• **ASSIGNMENT**
Only the lines containing the string "const" are needed; copy all of them from the listing.
────────
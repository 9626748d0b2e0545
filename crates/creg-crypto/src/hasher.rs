/// Domain-separated BLAKE3 content hasher.
///
/// Each hasher carries a domain tag (e.g., `"creg-blob-v1"`,
/// `"creg-certificate-v1"`) that is prepended to every hash computation. A
/// blob and a certificate identifier built from identical bytes therefore
/// never share a digest.
pub struct ContentHasher {
    domain: &'static str,
}

impl ContentHasher {
    /// Hasher for certificate payloads held by blob stores.
    pub const BLOB: Self = Self {
        domain: "creg-blob-v1",
    };
    /// Hasher for certificate identifiers.
    pub const CERTIFICATE: Self = Self {
        domain: "creg-certificate-v1",
    };

    fn start(&self) -> blake3::Hasher {
        let mut hasher = blake3::Hasher::new();
        hasher.update(self.domain.as_bytes());
        hasher.update(b":");
        hasher
    }

    /// Hash raw bytes with domain separation.
    pub fn hash(&self, data: &[u8]) -> [u8; 32] {
        let mut hasher = self.start();
        hasher.update(data);
        *hasher.finalize().as_bytes()
    }

    /// Hex-encoded [`hash`](Self::hash).
    pub fn hash_hex(&self, data: &[u8]) -> String {
        hex::encode(self.hash(data))
    }

    /// Hash a sequence of fields, each prefixed with its length as a
    /// big-endian `u64`.
    ///
    /// `["ab", "c"]` and `["a", "bc"]` hash differently.
    pub fn hash_fields(&self, fields: &[&[u8]]) -> [u8; 32] {
        let mut hasher = self.start();
        for field in fields {
            hasher.update(&(field.len() as u64).to_be_bytes());
            hasher.update(field);
        }
        *hasher.finalize().as_bytes()
    }
}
────────
• **YOUR RESPONSE**
    pub const BLOB: Self = Self {
    pub const CERTIFICATE: Self = Self {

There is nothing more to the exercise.